═════ Records

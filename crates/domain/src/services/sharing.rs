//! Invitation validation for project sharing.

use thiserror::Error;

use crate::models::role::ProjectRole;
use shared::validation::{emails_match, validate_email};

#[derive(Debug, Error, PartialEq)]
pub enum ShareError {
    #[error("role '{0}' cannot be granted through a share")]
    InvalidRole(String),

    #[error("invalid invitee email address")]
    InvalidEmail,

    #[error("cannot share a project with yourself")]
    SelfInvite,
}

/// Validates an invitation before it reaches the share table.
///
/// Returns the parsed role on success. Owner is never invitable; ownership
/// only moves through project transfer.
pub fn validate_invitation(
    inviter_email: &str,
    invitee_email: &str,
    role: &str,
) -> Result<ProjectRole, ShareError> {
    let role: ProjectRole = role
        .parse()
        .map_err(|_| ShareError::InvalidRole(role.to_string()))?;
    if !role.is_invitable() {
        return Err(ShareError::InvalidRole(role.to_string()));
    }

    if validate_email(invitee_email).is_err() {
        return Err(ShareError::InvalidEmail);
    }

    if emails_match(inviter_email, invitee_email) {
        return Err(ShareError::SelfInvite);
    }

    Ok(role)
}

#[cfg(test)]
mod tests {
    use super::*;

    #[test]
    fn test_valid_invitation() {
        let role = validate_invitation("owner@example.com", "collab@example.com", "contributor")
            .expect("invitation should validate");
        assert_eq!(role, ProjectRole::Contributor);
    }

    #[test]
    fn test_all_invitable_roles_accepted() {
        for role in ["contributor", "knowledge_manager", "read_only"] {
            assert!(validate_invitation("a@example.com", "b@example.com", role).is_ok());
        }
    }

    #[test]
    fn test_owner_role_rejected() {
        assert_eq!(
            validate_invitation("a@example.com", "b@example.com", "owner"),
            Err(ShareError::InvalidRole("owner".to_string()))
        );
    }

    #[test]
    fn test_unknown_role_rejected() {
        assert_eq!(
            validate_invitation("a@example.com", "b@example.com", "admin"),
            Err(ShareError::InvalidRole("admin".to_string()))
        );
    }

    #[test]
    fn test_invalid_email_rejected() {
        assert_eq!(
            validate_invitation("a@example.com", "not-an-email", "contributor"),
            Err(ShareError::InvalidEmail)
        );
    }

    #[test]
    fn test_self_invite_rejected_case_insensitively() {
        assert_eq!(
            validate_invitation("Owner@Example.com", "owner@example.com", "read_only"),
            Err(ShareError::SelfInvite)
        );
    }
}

══════════
═════ Records

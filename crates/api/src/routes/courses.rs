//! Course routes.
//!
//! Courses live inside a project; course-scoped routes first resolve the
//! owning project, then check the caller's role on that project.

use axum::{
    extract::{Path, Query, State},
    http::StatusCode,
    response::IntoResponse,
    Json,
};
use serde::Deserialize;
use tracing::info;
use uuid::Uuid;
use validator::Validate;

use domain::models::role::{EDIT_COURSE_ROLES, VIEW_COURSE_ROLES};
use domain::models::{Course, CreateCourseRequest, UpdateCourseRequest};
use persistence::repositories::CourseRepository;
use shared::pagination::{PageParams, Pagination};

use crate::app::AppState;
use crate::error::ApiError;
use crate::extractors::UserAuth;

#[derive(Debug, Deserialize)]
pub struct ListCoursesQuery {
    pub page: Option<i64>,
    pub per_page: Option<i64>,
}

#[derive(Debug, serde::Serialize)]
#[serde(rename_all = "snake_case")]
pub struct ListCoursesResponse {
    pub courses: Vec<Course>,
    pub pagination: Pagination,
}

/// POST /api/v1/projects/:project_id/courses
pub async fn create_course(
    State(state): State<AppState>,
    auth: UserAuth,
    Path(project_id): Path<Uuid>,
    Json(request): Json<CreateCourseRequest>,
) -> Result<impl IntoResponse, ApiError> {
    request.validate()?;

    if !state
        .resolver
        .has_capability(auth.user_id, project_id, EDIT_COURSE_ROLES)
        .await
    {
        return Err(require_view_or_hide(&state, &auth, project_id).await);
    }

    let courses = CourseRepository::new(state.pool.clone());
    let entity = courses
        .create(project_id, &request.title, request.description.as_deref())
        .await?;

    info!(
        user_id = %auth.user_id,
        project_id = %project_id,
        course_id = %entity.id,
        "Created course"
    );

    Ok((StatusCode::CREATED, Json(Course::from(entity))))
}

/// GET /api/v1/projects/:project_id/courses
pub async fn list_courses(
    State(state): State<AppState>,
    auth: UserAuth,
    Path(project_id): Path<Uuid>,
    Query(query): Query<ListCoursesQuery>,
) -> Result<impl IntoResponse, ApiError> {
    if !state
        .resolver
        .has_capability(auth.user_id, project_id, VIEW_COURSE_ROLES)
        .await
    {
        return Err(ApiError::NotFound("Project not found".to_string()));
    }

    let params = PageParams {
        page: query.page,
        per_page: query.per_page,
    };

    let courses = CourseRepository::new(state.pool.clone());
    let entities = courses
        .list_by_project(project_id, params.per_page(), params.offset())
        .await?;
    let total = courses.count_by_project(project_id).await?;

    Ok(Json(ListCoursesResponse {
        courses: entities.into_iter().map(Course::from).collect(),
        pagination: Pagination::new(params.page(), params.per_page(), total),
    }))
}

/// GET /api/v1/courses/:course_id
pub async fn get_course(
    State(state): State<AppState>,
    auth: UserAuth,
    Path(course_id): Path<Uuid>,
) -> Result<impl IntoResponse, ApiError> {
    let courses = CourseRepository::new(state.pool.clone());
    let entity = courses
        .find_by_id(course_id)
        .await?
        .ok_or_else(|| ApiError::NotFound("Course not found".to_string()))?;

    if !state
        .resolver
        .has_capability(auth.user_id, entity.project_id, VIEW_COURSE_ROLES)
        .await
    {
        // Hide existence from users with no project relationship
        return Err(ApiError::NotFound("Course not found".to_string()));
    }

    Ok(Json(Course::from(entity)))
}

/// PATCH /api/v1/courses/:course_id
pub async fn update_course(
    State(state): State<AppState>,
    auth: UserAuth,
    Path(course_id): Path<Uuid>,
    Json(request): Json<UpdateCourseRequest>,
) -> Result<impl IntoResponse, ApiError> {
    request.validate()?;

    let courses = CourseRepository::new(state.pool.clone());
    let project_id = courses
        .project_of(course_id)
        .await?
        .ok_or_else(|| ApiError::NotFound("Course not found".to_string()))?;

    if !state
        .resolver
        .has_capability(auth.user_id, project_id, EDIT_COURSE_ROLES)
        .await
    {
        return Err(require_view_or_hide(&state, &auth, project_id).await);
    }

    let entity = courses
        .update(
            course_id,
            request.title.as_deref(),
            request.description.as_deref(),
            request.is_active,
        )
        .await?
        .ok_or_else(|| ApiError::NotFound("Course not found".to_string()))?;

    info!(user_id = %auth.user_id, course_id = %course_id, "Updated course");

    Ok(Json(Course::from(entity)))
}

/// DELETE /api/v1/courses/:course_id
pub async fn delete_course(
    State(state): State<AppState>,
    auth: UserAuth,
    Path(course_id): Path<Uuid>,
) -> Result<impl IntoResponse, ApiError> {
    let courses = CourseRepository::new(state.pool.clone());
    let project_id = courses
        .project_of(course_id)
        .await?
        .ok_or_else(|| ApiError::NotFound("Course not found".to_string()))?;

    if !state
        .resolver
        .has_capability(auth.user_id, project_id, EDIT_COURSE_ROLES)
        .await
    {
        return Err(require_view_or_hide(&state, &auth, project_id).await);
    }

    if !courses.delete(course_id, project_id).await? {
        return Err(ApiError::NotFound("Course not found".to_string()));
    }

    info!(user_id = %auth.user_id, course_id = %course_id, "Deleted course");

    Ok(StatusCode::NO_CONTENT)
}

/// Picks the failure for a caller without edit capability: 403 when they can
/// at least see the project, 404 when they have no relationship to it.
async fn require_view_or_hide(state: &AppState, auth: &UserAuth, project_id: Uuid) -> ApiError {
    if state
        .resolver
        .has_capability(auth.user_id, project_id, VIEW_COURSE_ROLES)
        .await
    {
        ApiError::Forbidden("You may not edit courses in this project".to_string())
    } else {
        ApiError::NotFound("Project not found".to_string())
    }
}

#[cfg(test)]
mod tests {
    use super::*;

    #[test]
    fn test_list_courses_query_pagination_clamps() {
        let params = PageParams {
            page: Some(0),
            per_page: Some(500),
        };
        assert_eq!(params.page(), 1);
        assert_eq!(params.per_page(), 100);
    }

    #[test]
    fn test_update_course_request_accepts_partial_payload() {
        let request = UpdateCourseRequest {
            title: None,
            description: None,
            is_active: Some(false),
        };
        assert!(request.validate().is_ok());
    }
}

══════════

Identify the lines of the entries containing the string "ListCoursesQuery". Copy each such line.

# Solution to this exercise:
pub struct ListCoursesQuery {
    Query(query): Query<ListCoursesQuery>,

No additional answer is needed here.